Defendant failed to preserve his contention that Supreme Court erred in its Molineux ruling (see People v Cayea, 163 AD3d 1279, 1280 ). Defendant's argument that Supreme Court's Molineux charge was erroneous is likewise unpreserved given that he did not object to the charge as given (see People v Gomez, 138 AD3d 1017, 1018 , lv denied 27 NY3d 1151 ; People v Walker, 274 AD2d 600, 601 , lv denied 95 NY2d 908 ). Even if defendant had preserved his claims with respect to the Molineux ruling and charge, they are without merit. Defendant's challenge to the remarks made by the prosecutor during opening and closing statements is unpreserved in the absence of a timely objection thereto (see People v Gunn, 144 AD3d 1193, 1195 , lv denied 28 NY3d 1145 ; People v Richard, 30 AD3d 750, 755 , lv denied 7 NY3d 869 ). In any event, the challenged comments, even if erroneous, did not deprive defendant of a fair trial (see People v Wheeler, 159 AD3d 1138, 1143 , lv denied 31 NY3d 1123 ).
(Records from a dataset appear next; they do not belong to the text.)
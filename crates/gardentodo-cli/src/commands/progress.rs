use clap::Args;
use gardentodo_core::{compute_progress, DateKey, GrowthStage, Progress};
use serde::Serialize;

use super::{day_or_today, open_store};

const BAR_WIDTH: usize = 20;

#[derive(Args)]
pub struct ProgressArgs {
    /// Day to show (YYYY-MM-DD, default: today)
    #[arg(long)]
    date: Option<DateKey>,
    /// Output JSON
    #[arg(long)]
    json: bool,
}

#[derive(Serialize)]
struct ProgressReport {
    day: DateKey,
    #[serde(flatten)]
    progress: Progress,
    stage: GrowthStage,
}

fn headline(progress: Progress) -> String {
    if progress.is_empty {
        "Start your day!".to_string()
    } else {
        format!("{}% Completed", progress.percentage)
    }
}

fn bar(percentage: u8) -> String {
    let filled = (usize::from(percentage) * BAR_WIDTH + 50) / 100;
    format!("[{}{}]", "#".repeat(filled), "-".repeat(BAR_WIDTH - filled))
}

pub fn run(args: ProgressArgs) -> Result<(), Box<dyn std::error::Error>> {
    let (store, config) = open_store()?;
    let day = day_or_today(args.date);
    let progress = compute_progress(store.get_tasks_for(&day));
    let stage = GrowthStage::classify(progress, config.progress.stage_table);

    if args.json {
        let report = ProgressReport {
            day,
            progress,
            stage,
        };
        println!("{}", serde_json::to_string_pretty(&report)?);
    } else {
        println!("{day}  {}", headline(progress));
        println!("{} {}", bar(progress.percentage), stage.symbol());
        println!("Stage: {}", stage.label());
    }
    Ok(())
}
//! Read-only chain query capability
//!
//! One view call per address: `accountClaim` returns the raw
//! fixed-point allocation plus the claim flags. The trait seam keeps
//! the resolver independent of the transport, with `ContractQuery` as
//! the RPC-backed implementation and `SimulatedQuery` as a scripted
//! double.

use alloy::providers::Provider;
use alloy::sol;
use alloy_primitives::{Address, U256};
use parking_lot::Mutex;
use std::collections::{HashMap, VecDeque};
use std::time::Duration;

sol! {
    /// Airdrop distribution contract
    #[sol(rpc)]
    interface IAirdrop {
        /// Allocation and claim flags for an account
        function accountClaim(address account) external view returns (uint256 allocation, bool claimed, bool claimOpen);

        /// Transfer the caller's allocation to `_claimTo`
        function claim(address _claimTo) external;
    }
}

/// Raw on-chain claim state, before decimal conversion
#[derive(Debug, Clone, Copy, PartialEq, Eq)]
pub struct RawClaimState {
    pub allocation: U256,
    pub claimed: bool,
    pub claim_open: bool,
}

/// Transport or decode failure while querying the contract
#[derive(Debug, Clone, PartialEq, Eq)]
pub struct QueryError(pub String);

impl std::fmt::Display for QueryError {
    fn fmt(&self, f: &mut std::fmt::Formatter<'_>) -> std::fmt::Result {
        write!(f, "{}", self.0)
    }
}

impl std::error::Error for QueryError {}

#[async_trait::async_trait]
pub trait AllocationQuery: Send + Sync {
    async fn account_claim(&self, account: Address) -> Result<RawClaimState, QueryError>;
}

/// RPC-backed allocation query against the deployed contract
pub struct ContractQuery<P>
where
    P: Provider + Clone,
{
    provider: P,
    contract: Address,
}

impl<P> ContractQuery<P>
where
    P: Provider + Clone,
{
    pub fn new(provider: P, contract: Address) -> Self {
        Self { provider, contract }
    }
}

#[async_trait::async_trait]
impl<P> AllocationQuery for ContractQuery<P>
where
    P: Provider + Clone + Send + Sync + 'static,
{
    async fn account_claim(&self, account: Address) -> Result<RawClaimState, QueryError> {
        let airdrop = IAirdrop::new(self.contract, &self.provider);

        let ret = airdrop
            .accountClaim(account)
            .call()
            .await
            .map_err(|e| QueryError(format!("accountClaim failed: {}", e)))?;

        Ok(RawClaimState {
            allocation: ret.allocation,
            claimed: ret.claimed,
            claim_open: ret.claimOpen,
        })
    }
}

/// Scripted query responses, consumed in order per address
enum ScriptedResponse {
    State(RawClaimState),
    Error(QueryError),
}

/// Deterministic allocation-query double
///
/// Responses queue per address; the last queued response is sticky, so
/// a single `with_state` answers every call for that address. Unknown
/// addresses resolve to a zero allocation with the claim window open.
/// Every call is logged for assertions.
#[derive(Default)]
pub struct SimulatedQuery {
    scripts: Mutex<HashMap<Address, VecDeque<ScriptedResponse>>>,
    delays: Mutex<HashMap<Address, u64>>,
    calls: Mutex<Vec<Address>>,
}

impl SimulatedQuery {
    pub fn new() -> Self {
        Self::default()
    }

    /// Queue a claim state response for an address
    pub fn with_state(self, account: Address, allocation: U256, claimed: bool, claim_open: bool) -> Self {
        self.scripts
            .lock()
            .entry(account)
            .or_default()
            .push_back(ScriptedResponse::State(RawClaimState {
                allocation,
                claimed,
                claim_open,
            }));
        self
    }

    /// Queue a query failure for an address
    pub fn with_error(self, account: Address, cause: &str) -> Self {
        self.scripts
            .lock()
            .entry(account)
            .or_default()
            .push_back(ScriptedResponse::Error(QueryError(cause.to_string())));
        self
    }

    /// Delay responses for an address, to exercise ordering under
    /// concurrency
    pub fn with_delay_ms(self, account: Address, millis: u64) -> Self {
        self.delays.lock().insert(account, millis);
        self
    }

    pub fn calls(&self) -> Vec<Address> {
        self.calls.lock().clone()
    }

    pub fn calls_for(&self, account: Address) -> usize {
        self.calls.lock().iter().filter(|a| **a == account).count()
    }
}

#[async_trait::async_trait]
impl AllocationQuery for SimulatedQuery {
    async fn account_claim(&self, account: Address) -> Result<RawClaimState, QueryError> {
        self.calls.lock().push(account);

        let delay = self.delays.lock().get(&account).copied();
        if let Some(millis) = delay {
            tokio::time::sleep(Duration::from_millis(millis)).await;
        }

        let mut scripts = self.scripts.lock();
        let Some(queue) = scripts.get_mut(&account) else {
            return Ok(RawClaimState {
                allocation: U256::ZERO,
                claimed: false,
                claim_open: true,
            });
        };

        // Last response is sticky
        let response = if queue.len() > 1 {
            queue.pop_front()
        } else {
            queue.front().map(|r| match r {
                ScriptedResponse::State(s) => ScriptedResponse::State(*s),
                ScriptedResponse::Error(e) => ScriptedResponse::Error(e.clone()),
            })
        };

        match response {
            Some(ScriptedResponse::State(state)) => Ok(state),
            Some(ScriptedResponse::Error(e)) => Err(e),
            None => Ok(RawClaimState {
                allocation: U256::ZERO,
                claimed: false,
                claim_open: true,
            }),
        }
    }
}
Defendant's remaining contentions have been considered and lack merit.
Garry, P.J., McCarthy, Lynch and Rumsey, JJ., concur.
ORDERED that the judgment is modified, as a matter of discretion in the interest of justice, by reversing defendant's conviction of resisting arrest under count 5 of the indictment; said count dismissed and the sentence imposed thereon vacated, with leave to the People to re-present any appropriate related charges to a new grand jury; and, as so modified, affirmed.